En dehors de ses congés mon père effectuait en
moto (une Terrot 125 culbutée) l’aller-retour quotidien, jusqu’à son travail.
Il nous assurait ainsi un ravitaillement régulier. Mes frères et sœurs aînés
s’occupaient déjà de leurs petites familles respectives.(quatre mariages entre
1955 et 1958). Pendant de longues semaines, nous n’étions plus que Sept
à partager nôtre palace . Sa construction terminée, pas de place pour les
fioritures inutiles.
Le confort était sommaire mais il ne manquait rien
d’essentiel .On possédait même une glacière (semblable à celle des HLM) grande
armoire de bois tout habillée de zinc à l’intérieur et qu’on garnissait tous
les jours d’un pain de glace. Mais ce pain de glace il fallait aller le
chercher… aux genêts… tous les jours… en plein soleil…en passant par la dune
surchauffée…..Il fallait bien un bon quart d’heure pour arriver jusqu’à la camionnette où les dernières
barres protégées par des sacs de jute gouttaient sur le sable. Au retour je ne
sais pas ce qui était le plus pénible, la chaleur du sable, ou le poids de ce
cabas trimbalé entre ma sœur la géante et moi la naine…
Je vous assure qu’on faisait « fissa » pour rentrer. Heureusement par
la suite, avec la route goudronnée, la glace arriva jusque chez nous à la Téjéra dans une buvette-épicerie-dépôt-de pain-bazar.

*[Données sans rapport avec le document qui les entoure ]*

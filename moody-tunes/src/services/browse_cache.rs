//! Cached last browse playlist
//!
//! Advisory per-user cache written by browse. Values are stored
//! serialized under `browse:<user-id>` and expire after the configured TTL.
//! Readers tolerate absence, expiry and corrupt entries alike.

use crate::db::{songs, votes};
use moody_common::db::Song;
use moody_common::{Emotion, Error, Result, VoteContext};
use serde::{Deserialize, Serialize};
use sqlx::SqlitePool;
use std::collections::HashMap;
use std::sync::Arc;
use std::time::{Duration, Instant};
use tokio::sync::RwLock;
use tracing::{debug, warn};
use uuid::Uuid;

#[derive(Debug, Clone, PartialEq, Serialize, Deserialize)]
pub struct CachedBrowsePlaylist {
    pub emotion: Emotion,
    pub context: VoteContext,
    pub description: String,
    /// Song codes in the order they were returned
    pub playlist: Vec<String>,
}

/// Cached playlist resolved against the catalog and the current vote log
#[derive(Debug, Clone, Serialize)]
pub struct LastPlaylist {
    pub emotion: Emotion,
    pub context: VoteContext,
    pub description: String,
    pub songs: Vec<Song>,
}

struct Entry {
    value: String,
    expires_at: Instant,
}

#[derive(Clone)]
pub struct BrowseCache {
    entries: Arc<RwLock<HashMap<String, Entry>>>,
    ttl: Duration,
}

pub fn cache_key(user_id: Uuid) -> String {
    format!("browse:{}", user_id)
}

impl BrowseCache {
    pub fn new(ttl: Duration) -> Self {
        Self {
            entries: Arc::new(RwLock::new(HashMap::new())),
            ttl,
        }
    }

    /// Last writer wins
    pub async fn store(&self, user_id: Uuid, playlist: &CachedBrowsePlaylist) -> Result<()> {
        let value = serde_json::to_string(playlist)
            .map_err(|e| Error::Internal(format!("Serialize cached playlist failed: {}", e)))?;
        let entry = Entry {
            value,
            expires_at: Instant::now() + self.ttl,
        };
        self.entries.write().await.insert(cache_key(user_id), entry);
        Ok(())
    }

    pub async fn load(&self, user_id: Uuid) -> Option<CachedBrowsePlaylist> {
        let key = cache_key(user_id);
        let entries = self.entries.read().await;
        let entry = entries.get(&key)?;
        if entry.expires_at <= Instant::now() {
            debug!(key = %key, "Cached playlist expired");
            return None;
        }

        match serde_json::from_str(&entry.value) {
            Ok(playlist) => Some(playlist),
            Err(e) => {
                warn!(key = %key, error = %e, "Discarding unreadable cached playlist");
                None
            }
        }
    }

    /// Drop expired entries; returns how many were removed
    pub async fn purge_expired(&self) -> usize {
        let now = Instant::now();
        let mut entries = self.entries.write().await;
        let before = entries.len();
        entries.retain(|_, entry| entry.expires_at > now);
        before - entries.len()
    }

    /// The cached playlist minus songs voted on for the same emotion since
    pub async fn last_playlist(&self, db: &SqlitePool, user_id: Uuid) -> Result<Option<LastPlaylist>> {
        let Some(cached) = self.load(user_id).await else {
            return Ok(None);
        };

        let voted = votes::voted_song_codes(db, user_id, cached.emotion).await?;
        let remaining: Vec<String> = cached
            .playlist
            .into_iter()
            .filter(|code| !voted.contains(code))
            .collect();
        let songs = songs::load_songs_by_codes(db, &remaining).await?;

        Ok(Some(LastPlaylist {
            emotion: cached.emotion,
            context: cached.context,
            description: cached.description,
            songs,
        }))
    }

    #[cfg(test)]
    pub(crate) async fn insert_raw(&self, user_id: Uuid, value: &str) {
        self.entries.write().await.insert(
            cache_key(user_id),
            Entry {
                value: value.to_string(),
                expires_at: Instant::now() + self.ttl,
            },
        );
    }
}

#[cfg(test)]
mod tests {
    use super::*;

    fn playlist() -> CachedBrowsePlaylist {
        CachedBrowsePlaylist {
            emotion: Emotion::Happy,
            context: VoteContext::Party,
            description: "friday".to_string(),
            playlist: vec!["sp:a".to_string(), "sp:b".to_string()],
        }
    }

    #[test]
    fn test_key_format() {
        let id = Uuid::nil();
        assert_eq!(cache_key(id), "browse:00000000-0000-0000-0000-000000000000");
    }

    #[tokio::test]
    async fn test_store_then_load() {
        let cache = BrowseCache::new(Duration::from_secs(600));
        let user = Uuid::new_v4();
        assert!(cache.load(user).await.is_none());

        cache.store(user, &playlist()).await.unwrap();
        assert_eq!(cache.load(user).await, Some(playlist()));
        assert!(cache.load(Uuid::new_v4()).await.is_none());
    }

    #[tokio::test]
    async fn test_expired_entries_are_absent_and_purged() {
        let cache = BrowseCache::new(Duration::ZERO);
        let user = Uuid::new_v4();
        cache.store(user, &playlist()).await.unwrap();

        assert!(cache.load(user).await.is_none());
        assert_eq!(cache.purge_expired().await, 1);
    }

    #[tokio::test]
    async fn test_corrupt_entry_reads_as_absent() {
        let cache = BrowseCache::new(Duration::from_secs(600));
        let user = Uuid::new_v4();
        cache.insert_raw(user, "{\"emotion\":").await;
        assert!(cache.load(user).await.is_none());
    }
}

La dune redevenue terrain de jeux à la fraîche résonnait de cris et de rires. ! On faisais, des « cabriolettes » On glissait sur les fesses ou à plat-ventre. Je remontais péniblement à quatre pattes jusqu’en haut si aucun « bicho malo » ne me tirait par un pied pour m’ en empêcher. C’ était la règle du jeu ! Le nez et la bouche pleins de sable je me cachais alors derrière un genêt pour me nettoyer en ruminant des pensées de vengeance….quand on m’avait un peu oubliée, je devenais bicho-malo à mon tour ………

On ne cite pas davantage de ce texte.